Cerebral cavernous angiomas (also referred to as cavernomas or cavernous malformations) 
are vascular abnormalities composed of clusters of dilated capillary vessels with thin walls and no 
intervening brain parenchyma. Although histologically benign, these lesions may have serious 
clinical consequences, particularly when located in functionally critical areas of the brain. Their 
unpredictable natural history and potential for neurological symptoms make them a subject of 
increasing interest in neurology and neurosurgery. Cavernous angiomas are relatively rare, occurring 
in approximately 0.4% to 0.9% of the general population. They may present sporadically or as part of 
a familial syndrome, often associated with mutations in specific CCM (Cerebral Cavernous 
Malformation) genes. While many lesions remain asymptomatic, a significant number become 
clinically relevant due to hemorrhagic events or seizure activity. The lesions typically consist of 
sinusoidally dilated vascular channels lined by a single layer of endothelium, often surrounded by 
hemosiderin deposits indicating prior microbleeds.

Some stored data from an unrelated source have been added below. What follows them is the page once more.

// ABOUTME: Domain service layer for business logic extracted from route handlers
// ABOUTME: Store-backed operations the HTTP routes and the import tool delegate to
//
// SPDX-License-Identifier: MIT OR Apache-2.0
// Copyright (c) 2025 ConvoInsight

//! Domain service layer
//!
//! Services take the store as `&dyn ConversationStore`, return `AppResult` and
//! know nothing about HTTP. Route handlers parse requests, call one service
//! function and wrap the result in the response envelope.

/// Per-agent performance and the agent ranking
pub mod agents;
/// Statistics, dashboard and tag breakdowns
pub mod analytics;
/// Conversation list, detail, create, update and delete
pub mod conversations;
/// Bulk loading from JSON exports
pub mod import;
/// Filter options and tag ranking
pub mod metadata;
/// Per-tag resolution breakdown and listing
pub mod tags;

The clinical manifestations of cavernous 
angiomas are highly variable and largely dependent on lesion location. Seizures are among the most 
common symptoms, particularly when the lesion is situated in the cerebral cortex or limbic structures 
such as the hippocampus. In many cases, seizures can be the initial or only presentation. Lesions may 
also cause progressive focal neurological deficits or acute symptoms due to hemorrhage. Patients 
with epilepsy related to cavernous angiomas often become resistant to pharmacologic treatment, 
necessitating further evaluation for surgical intervention. Magnetic resonance imaging (MRI) is the 
gold standard for detecting cavernous angiomas. Advanced imaging techniques, particularly 
susceptibility-weighted imaging (SWI) and T2*-weighted sequences, are crucial for identifying small 
lesions and detecting surrounding hemosiderin rings from prior bleeding. Functional imaging, 
including functional MRI and PET, can help assess the impact of the lesion on eloquent brain areas, 
while video EEG monitoring is essential in evaluating seizure focus in surgical candidates. Surgical 
resection is a well-established treatment option for symptomatic cavernous angiomas, especially in 
cases of drug-resistant epilepsy or recurrent hemorrhage. The goal of surgery is not only to remove 
the lesion but also to excise the surrounding gliotic and hemosiderin-stained tissue that may 
contribute to epileptogenesis. Advances in intraoperative neuronavigation, cortical mapping, and 
electrocorticography have significantly improved the safety and efficacy of surgical procedures, even 
in eloquent brain regions.